====== Exercise material

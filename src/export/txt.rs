use super::{create_output, log_generated, text_block, ExportSink, TXT_FILE};
use crate::models::AggregatedResult;
use crate::shortener::{shorten_or_original, UrlShortener};
use crate::{Error, Result};
use std::io::{BufWriter, Write};
use std::path::PathBuf;
use std::sync::Arc;

pub struct TxtSink {
    dir: PathBuf,
    shortener: Arc<dyn UrlShortener>,
}

impl TxtSink {
    pub fn new(dir: impl Into<PathBuf>, shortener: Arc<dyn UrlShortener>) -> Self {
        Self {
            dir: dir.into(),
            shortener,
        }
    }
}

impl ExportSink for TxtSink {
    fn name(&self) -> &'static str {
        "txt"
    }

    fn export(&self, result: &AggregatedResult) -> Result<()> {
        let (file, path) = create_output(&self.dir, TXT_FILE)?;
        let mut writer = BufWriter::new(file);

        for job in result {
            let link = shorten_or_original(self.shortener.as_ref(), &job.link);
            writer
                .write_all(text_block(job, &link).as_bytes())
                .map_err(|e| Error::write(&path, e))?;
        }

        writer.flush().map_err(|e| Error::write(&path, e))?;
        log_generated(&self.dir, result.len());
        Ok(())
    }
}

#[cfg(test)]
mod tests {
    use super::*;
    use crate::models::{Job, Site};
    use pretty_assertions::assert_eq;

    struct Prefixing;

    impl UrlShortener for Prefixing {
        fn shorten(&self, url: &str) -> Result<String> {
            Ok(format!("short:{}", url))
        }
    }

    #[test]
    fn writes_blocks_separated_by_blank_lines() {
        let tmp = tempfile::tempdir().unwrap();
        let mut first = Job::new(Site::Indeed);
        first.title = "A".to_string();
        first.link = "indeed.com/1".to_string();
        let second = Job::new(Site::ZipRecruiter);

        TxtSink::new(tmp.path(), Arc::new(Prefixing))
            .export(&AggregatedResult::new(vec![first, second]))
            .unwrap();

        let contents = std::fs::read_to_string(tmp.path().join(TXT_FILE)).unwrap();
        assert_eq!(
            contents,
            "Website: Indeed\nTitle: A\nLink: short:indeed.com/1\nCompany: \nLocation: \nDate Published: \n\n\
             Website: ZipRecruiter\nTitle: \nLink: \nCompany: \nLocation: \nDate Published: \n\n"
        );
    }
}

============

▶ **Exercise**:
Which of the lines above contain "Published"? Return them all.

▶ **Answer for this exercise**:
            "Website: Indeed\nTitle: A\nLink: short:indeed.com/1\nCompany: \nLocation: \nDate Published: \n\n\
             Website: ZipRecruiter\nTitle: \nLink: \nCompany: \nLocation: \nDate Published: \n\n"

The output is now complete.